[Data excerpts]
※ ※ ※

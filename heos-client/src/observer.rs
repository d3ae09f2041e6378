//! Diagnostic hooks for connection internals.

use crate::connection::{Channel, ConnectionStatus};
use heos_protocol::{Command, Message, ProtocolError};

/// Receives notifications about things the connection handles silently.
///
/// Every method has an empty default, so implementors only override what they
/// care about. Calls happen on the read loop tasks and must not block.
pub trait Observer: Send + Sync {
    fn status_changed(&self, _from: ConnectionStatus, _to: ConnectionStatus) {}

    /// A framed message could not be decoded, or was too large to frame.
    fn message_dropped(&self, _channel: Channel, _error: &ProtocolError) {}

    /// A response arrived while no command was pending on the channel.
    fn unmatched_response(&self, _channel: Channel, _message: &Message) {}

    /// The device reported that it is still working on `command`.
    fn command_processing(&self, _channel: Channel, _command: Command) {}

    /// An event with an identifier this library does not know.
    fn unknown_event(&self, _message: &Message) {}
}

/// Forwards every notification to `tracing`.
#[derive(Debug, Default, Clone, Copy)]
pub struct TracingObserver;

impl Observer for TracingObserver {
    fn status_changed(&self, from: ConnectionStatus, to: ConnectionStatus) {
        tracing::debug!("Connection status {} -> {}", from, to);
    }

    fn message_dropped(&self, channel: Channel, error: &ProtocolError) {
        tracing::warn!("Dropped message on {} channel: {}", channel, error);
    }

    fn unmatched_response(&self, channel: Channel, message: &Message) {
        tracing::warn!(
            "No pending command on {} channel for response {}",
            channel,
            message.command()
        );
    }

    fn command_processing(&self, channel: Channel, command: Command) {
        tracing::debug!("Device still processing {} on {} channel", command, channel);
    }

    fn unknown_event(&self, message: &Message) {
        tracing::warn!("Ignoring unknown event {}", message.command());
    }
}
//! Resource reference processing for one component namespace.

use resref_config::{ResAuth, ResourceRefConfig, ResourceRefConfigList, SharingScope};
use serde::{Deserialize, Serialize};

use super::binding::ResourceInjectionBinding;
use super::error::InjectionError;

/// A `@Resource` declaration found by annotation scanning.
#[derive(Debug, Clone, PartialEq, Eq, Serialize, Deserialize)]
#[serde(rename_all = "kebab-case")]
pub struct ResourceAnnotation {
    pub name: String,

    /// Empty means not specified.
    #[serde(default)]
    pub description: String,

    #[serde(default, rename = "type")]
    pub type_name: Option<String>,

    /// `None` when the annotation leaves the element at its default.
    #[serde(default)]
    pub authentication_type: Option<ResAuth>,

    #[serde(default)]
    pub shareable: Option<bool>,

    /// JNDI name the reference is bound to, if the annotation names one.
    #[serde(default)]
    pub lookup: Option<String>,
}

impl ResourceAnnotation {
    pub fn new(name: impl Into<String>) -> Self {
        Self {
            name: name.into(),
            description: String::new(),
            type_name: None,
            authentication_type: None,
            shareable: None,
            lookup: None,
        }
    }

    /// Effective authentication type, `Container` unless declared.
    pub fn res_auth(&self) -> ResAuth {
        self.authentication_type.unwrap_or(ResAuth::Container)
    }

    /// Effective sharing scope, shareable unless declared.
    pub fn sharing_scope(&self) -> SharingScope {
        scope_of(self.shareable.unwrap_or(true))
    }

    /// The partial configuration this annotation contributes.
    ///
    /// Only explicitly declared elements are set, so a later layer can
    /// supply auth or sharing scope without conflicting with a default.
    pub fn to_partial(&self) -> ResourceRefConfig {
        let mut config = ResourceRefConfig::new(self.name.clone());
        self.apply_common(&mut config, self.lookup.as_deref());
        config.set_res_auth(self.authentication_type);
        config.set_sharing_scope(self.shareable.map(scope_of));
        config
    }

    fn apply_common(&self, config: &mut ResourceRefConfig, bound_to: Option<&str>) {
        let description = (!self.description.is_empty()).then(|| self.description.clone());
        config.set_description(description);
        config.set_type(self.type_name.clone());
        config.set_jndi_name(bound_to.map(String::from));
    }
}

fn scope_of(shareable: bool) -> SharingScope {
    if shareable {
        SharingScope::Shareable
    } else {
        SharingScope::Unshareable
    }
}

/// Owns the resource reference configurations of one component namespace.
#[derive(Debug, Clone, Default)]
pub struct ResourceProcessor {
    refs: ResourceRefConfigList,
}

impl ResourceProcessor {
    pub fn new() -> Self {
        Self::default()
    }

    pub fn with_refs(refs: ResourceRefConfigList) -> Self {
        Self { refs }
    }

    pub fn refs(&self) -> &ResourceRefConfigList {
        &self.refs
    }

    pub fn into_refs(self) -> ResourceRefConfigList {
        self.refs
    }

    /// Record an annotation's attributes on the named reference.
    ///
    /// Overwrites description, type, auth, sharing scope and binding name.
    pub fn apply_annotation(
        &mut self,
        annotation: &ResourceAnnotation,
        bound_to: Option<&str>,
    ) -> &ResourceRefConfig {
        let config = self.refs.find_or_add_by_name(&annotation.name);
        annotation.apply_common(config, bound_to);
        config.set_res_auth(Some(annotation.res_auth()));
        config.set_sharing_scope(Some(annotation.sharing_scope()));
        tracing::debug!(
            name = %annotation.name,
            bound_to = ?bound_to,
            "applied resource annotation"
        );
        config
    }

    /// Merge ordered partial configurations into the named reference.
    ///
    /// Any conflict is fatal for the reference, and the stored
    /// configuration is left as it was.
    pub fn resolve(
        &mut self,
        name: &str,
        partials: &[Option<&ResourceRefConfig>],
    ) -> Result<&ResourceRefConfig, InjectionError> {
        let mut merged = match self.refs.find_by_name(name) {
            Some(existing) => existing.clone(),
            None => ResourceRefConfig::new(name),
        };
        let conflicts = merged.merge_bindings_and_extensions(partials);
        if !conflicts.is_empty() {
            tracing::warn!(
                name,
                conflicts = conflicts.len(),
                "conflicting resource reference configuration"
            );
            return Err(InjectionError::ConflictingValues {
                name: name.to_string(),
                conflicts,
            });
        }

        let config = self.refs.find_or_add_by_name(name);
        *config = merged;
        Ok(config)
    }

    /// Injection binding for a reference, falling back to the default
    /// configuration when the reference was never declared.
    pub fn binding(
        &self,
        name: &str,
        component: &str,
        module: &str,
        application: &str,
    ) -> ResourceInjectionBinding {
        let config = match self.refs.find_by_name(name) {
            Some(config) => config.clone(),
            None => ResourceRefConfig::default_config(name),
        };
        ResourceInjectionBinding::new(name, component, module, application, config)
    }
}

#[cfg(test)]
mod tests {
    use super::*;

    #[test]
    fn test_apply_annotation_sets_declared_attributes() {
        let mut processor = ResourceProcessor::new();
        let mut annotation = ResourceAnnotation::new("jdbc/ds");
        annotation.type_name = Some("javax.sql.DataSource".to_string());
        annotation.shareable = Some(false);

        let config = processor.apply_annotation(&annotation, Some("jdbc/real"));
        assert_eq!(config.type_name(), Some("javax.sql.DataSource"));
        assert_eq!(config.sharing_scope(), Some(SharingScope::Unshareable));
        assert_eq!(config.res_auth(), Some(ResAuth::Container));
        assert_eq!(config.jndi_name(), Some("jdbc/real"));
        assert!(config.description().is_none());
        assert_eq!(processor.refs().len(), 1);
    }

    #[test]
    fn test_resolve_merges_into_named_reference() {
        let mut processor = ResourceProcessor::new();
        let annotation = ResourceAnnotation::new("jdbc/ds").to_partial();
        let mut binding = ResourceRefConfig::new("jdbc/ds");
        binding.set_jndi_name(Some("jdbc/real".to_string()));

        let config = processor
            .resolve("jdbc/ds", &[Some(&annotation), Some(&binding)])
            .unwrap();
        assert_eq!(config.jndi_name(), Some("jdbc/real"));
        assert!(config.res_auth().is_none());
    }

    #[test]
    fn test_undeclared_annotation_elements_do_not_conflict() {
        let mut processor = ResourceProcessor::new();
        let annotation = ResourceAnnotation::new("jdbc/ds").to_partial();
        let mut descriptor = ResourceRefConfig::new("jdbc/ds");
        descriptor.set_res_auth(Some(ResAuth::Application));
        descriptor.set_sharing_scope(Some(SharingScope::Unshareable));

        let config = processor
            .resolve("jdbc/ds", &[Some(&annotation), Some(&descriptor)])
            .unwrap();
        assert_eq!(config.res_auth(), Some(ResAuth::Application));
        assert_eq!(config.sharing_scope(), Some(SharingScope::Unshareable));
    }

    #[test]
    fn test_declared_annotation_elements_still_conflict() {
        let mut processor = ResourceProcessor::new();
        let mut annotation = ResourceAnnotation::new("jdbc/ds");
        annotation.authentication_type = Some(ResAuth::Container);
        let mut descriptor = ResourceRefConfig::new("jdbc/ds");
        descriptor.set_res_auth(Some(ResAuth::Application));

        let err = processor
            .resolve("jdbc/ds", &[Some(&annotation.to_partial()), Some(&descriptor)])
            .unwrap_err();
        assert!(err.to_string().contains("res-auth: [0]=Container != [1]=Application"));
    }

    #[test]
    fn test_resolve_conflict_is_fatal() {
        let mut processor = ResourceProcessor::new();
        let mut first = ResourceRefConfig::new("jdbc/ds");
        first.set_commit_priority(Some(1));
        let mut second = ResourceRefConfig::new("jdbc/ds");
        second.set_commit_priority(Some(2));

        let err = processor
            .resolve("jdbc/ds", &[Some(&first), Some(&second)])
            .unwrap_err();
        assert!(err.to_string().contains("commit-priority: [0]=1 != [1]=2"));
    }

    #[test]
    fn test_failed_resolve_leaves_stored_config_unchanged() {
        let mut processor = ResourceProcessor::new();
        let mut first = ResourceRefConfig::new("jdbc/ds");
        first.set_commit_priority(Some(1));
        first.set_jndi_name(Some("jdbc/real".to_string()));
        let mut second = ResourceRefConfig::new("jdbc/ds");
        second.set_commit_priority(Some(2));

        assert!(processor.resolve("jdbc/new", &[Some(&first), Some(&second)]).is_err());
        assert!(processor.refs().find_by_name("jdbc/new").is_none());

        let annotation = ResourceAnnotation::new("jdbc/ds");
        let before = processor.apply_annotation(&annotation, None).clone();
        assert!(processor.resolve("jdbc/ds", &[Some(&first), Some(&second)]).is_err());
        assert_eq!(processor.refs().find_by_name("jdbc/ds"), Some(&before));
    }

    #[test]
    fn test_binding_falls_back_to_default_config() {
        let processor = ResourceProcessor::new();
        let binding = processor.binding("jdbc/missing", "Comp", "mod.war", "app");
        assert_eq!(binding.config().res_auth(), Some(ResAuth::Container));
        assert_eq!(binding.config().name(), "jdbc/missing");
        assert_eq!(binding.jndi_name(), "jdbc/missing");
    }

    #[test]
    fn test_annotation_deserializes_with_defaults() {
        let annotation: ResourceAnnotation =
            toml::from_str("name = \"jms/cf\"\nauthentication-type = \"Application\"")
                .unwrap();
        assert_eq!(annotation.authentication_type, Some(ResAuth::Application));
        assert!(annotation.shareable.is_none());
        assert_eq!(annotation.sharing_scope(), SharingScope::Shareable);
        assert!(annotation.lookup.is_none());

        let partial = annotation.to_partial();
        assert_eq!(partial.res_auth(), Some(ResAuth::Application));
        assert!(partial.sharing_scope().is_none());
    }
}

※ ※ ※

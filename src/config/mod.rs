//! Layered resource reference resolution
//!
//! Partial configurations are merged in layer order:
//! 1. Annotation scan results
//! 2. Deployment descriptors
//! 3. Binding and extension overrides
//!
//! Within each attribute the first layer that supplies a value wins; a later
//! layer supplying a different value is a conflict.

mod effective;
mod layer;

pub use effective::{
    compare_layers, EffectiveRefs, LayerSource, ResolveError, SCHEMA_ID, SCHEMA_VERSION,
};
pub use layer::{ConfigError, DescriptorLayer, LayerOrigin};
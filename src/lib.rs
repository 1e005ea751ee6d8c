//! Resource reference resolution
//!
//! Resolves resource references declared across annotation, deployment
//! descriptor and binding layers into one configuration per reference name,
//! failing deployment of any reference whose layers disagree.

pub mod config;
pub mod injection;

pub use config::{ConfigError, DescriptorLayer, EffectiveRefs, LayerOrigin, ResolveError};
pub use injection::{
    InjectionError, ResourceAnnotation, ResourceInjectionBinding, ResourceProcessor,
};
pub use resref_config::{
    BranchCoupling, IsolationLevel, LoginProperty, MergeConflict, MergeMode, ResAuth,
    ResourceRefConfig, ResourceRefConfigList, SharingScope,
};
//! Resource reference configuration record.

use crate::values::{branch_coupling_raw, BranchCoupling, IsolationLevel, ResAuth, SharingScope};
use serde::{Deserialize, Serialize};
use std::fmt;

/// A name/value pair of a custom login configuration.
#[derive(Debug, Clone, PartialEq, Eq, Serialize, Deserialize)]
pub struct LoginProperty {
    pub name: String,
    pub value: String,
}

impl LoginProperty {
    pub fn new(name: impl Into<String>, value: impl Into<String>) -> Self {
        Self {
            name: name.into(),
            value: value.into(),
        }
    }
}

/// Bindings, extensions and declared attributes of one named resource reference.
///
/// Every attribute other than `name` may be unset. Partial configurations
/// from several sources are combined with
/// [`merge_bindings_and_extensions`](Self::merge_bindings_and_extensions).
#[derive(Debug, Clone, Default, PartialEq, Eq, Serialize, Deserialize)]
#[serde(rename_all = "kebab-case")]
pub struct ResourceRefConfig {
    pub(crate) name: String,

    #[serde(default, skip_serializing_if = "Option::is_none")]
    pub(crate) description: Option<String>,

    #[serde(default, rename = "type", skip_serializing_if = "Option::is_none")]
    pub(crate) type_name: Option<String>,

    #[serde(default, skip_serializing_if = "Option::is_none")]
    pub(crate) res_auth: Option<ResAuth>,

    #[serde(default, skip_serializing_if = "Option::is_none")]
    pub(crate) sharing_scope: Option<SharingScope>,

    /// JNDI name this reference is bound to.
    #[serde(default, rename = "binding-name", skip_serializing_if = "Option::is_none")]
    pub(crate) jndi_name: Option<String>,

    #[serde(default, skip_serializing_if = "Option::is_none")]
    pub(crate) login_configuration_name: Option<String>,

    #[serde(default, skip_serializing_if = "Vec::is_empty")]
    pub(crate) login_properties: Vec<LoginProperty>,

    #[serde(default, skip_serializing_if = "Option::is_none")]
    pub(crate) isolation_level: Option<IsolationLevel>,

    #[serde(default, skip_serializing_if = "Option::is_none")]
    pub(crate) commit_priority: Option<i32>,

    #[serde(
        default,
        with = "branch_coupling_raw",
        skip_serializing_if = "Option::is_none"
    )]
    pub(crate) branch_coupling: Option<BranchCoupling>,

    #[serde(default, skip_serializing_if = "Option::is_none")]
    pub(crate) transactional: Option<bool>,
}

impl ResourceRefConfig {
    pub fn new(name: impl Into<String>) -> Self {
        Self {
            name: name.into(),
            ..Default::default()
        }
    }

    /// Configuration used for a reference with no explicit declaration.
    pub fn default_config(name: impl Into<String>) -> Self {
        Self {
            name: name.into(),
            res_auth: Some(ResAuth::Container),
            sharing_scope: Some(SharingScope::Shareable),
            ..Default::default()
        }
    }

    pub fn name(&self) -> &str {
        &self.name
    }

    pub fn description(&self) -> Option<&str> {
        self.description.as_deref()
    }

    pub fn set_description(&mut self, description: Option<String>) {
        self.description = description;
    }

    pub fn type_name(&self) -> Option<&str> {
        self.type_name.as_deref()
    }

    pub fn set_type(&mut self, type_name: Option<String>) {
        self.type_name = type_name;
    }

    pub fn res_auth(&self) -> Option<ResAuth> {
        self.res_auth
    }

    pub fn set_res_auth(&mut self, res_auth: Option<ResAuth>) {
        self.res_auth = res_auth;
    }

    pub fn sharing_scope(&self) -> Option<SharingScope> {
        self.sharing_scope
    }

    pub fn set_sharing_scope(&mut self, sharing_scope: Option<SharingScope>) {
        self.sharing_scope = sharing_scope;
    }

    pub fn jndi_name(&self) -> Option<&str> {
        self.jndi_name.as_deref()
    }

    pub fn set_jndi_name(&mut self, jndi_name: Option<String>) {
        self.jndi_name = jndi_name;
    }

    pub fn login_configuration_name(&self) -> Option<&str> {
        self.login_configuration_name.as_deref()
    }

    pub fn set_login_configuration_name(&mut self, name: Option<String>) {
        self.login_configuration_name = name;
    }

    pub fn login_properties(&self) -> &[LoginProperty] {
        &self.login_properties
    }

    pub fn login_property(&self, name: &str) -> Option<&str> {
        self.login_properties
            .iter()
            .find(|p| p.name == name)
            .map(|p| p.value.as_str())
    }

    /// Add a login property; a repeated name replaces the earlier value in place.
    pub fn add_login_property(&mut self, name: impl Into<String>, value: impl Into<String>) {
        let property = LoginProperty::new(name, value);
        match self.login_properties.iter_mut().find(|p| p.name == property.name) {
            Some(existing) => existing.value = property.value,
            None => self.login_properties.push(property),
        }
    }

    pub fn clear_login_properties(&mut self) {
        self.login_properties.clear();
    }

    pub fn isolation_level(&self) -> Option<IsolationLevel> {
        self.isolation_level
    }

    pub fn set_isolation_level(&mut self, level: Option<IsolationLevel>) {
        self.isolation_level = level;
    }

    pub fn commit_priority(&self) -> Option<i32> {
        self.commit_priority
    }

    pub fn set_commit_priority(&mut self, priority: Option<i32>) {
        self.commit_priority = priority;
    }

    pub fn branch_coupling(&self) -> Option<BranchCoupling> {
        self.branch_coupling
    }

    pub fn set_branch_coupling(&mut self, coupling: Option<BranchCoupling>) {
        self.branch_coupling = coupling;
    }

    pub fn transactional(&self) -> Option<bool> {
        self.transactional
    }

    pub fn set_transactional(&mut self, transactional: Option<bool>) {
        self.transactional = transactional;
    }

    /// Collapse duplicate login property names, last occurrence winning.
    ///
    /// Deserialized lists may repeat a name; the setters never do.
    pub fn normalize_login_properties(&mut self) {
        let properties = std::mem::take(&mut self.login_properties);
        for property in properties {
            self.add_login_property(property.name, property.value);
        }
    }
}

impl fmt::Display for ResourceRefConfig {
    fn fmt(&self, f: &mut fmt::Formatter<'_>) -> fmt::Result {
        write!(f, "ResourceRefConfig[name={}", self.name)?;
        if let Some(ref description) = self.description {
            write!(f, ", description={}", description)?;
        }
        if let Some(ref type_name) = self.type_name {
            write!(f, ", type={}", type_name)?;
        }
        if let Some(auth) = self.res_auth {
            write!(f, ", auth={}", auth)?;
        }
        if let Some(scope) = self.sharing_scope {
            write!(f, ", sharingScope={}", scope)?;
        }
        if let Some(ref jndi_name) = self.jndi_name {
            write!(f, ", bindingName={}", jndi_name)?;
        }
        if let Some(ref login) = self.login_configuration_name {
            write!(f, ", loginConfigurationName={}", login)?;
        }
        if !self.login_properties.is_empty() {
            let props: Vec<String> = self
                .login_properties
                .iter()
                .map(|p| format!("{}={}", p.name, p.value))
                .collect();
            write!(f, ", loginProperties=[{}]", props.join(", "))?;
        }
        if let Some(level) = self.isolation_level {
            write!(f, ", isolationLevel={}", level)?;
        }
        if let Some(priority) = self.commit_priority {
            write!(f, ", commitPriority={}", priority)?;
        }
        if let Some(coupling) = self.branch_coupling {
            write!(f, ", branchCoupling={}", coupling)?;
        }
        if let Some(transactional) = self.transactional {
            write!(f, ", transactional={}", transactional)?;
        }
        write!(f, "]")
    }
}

※ ※ ※

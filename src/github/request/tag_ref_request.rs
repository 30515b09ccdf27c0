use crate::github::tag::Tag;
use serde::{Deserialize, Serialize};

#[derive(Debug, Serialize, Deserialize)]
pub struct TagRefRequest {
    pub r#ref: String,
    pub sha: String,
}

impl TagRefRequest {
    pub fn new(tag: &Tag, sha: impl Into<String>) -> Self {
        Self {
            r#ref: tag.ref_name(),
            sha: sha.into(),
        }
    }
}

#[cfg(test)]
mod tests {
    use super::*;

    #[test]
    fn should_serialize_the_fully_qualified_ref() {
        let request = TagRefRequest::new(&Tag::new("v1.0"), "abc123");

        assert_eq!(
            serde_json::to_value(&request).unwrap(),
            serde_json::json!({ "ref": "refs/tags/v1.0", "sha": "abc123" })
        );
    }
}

※ ※ ※

### TASK TO CARRY OUT
Copy out, from the records above, every line that holds the string "merged".

### WRITTEN RESPONSE
        let mut merged = match self.refs.find_by_name(name) {
        let conflicts = merged.merge_bindings_and_extensions(partials);
        *config = merged;
//! Partial configurations are merged in layer order:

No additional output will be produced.